- What is needed -
Would you please copy each line of the listing that mentions "derive"?

=-=-=

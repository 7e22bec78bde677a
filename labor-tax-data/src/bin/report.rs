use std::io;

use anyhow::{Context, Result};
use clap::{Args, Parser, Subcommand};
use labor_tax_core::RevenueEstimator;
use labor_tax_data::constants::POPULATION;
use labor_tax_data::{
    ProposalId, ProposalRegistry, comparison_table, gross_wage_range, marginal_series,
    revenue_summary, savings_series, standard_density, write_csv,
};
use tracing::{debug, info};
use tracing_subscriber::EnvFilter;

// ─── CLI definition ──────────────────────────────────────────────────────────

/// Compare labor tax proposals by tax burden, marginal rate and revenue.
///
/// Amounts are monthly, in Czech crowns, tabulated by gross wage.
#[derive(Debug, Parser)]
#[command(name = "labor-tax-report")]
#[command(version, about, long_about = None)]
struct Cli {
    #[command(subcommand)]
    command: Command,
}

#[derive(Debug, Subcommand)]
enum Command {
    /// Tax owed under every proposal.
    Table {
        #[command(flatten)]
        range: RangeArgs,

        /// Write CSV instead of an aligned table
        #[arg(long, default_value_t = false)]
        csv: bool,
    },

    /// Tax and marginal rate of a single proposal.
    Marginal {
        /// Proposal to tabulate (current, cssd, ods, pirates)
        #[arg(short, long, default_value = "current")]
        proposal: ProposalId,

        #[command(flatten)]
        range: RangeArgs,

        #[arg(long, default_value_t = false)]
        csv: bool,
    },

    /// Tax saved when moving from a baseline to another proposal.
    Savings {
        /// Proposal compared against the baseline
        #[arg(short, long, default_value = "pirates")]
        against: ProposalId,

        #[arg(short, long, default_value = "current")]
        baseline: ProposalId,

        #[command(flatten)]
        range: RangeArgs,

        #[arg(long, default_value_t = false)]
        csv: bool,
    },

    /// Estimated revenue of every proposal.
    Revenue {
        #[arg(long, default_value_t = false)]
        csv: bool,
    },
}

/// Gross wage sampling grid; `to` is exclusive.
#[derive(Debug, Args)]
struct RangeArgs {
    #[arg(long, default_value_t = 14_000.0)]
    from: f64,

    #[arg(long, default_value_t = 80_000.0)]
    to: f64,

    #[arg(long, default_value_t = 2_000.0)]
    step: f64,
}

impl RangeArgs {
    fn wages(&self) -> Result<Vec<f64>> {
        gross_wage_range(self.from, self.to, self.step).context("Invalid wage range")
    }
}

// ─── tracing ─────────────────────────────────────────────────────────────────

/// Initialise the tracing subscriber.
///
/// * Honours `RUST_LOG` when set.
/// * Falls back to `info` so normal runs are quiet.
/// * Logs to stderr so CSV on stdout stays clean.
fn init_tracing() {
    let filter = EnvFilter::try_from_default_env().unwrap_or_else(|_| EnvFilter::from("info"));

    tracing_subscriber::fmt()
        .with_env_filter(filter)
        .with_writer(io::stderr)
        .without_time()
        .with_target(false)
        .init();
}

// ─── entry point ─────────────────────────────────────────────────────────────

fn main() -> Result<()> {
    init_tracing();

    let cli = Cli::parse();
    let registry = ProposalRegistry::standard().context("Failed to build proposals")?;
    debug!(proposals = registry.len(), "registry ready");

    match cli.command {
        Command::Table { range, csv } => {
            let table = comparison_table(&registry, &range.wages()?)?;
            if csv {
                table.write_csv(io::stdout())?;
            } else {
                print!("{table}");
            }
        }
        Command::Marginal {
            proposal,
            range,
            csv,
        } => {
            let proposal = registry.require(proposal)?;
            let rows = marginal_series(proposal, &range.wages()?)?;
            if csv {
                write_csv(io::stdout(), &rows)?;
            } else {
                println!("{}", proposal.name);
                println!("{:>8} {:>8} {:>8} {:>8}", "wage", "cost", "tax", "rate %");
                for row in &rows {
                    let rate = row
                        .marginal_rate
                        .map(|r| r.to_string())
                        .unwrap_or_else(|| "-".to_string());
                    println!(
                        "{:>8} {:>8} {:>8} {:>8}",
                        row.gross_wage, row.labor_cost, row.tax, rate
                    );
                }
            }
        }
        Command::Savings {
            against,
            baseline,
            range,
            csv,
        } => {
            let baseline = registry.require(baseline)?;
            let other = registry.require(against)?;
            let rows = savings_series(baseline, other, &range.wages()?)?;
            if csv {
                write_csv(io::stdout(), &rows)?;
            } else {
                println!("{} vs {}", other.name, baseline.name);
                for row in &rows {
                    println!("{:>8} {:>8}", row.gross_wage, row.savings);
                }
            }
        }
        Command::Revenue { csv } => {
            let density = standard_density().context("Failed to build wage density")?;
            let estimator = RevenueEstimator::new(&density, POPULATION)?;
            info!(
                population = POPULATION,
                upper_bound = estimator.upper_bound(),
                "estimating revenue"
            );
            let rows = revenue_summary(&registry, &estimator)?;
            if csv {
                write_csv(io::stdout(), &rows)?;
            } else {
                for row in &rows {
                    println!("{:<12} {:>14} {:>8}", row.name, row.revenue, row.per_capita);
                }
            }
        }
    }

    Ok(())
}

=-=-=

- Exercise answer -
#[derive(Debug, Parser)]
#[derive(Debug, Subcommand)]
#[derive(Debug, Args)]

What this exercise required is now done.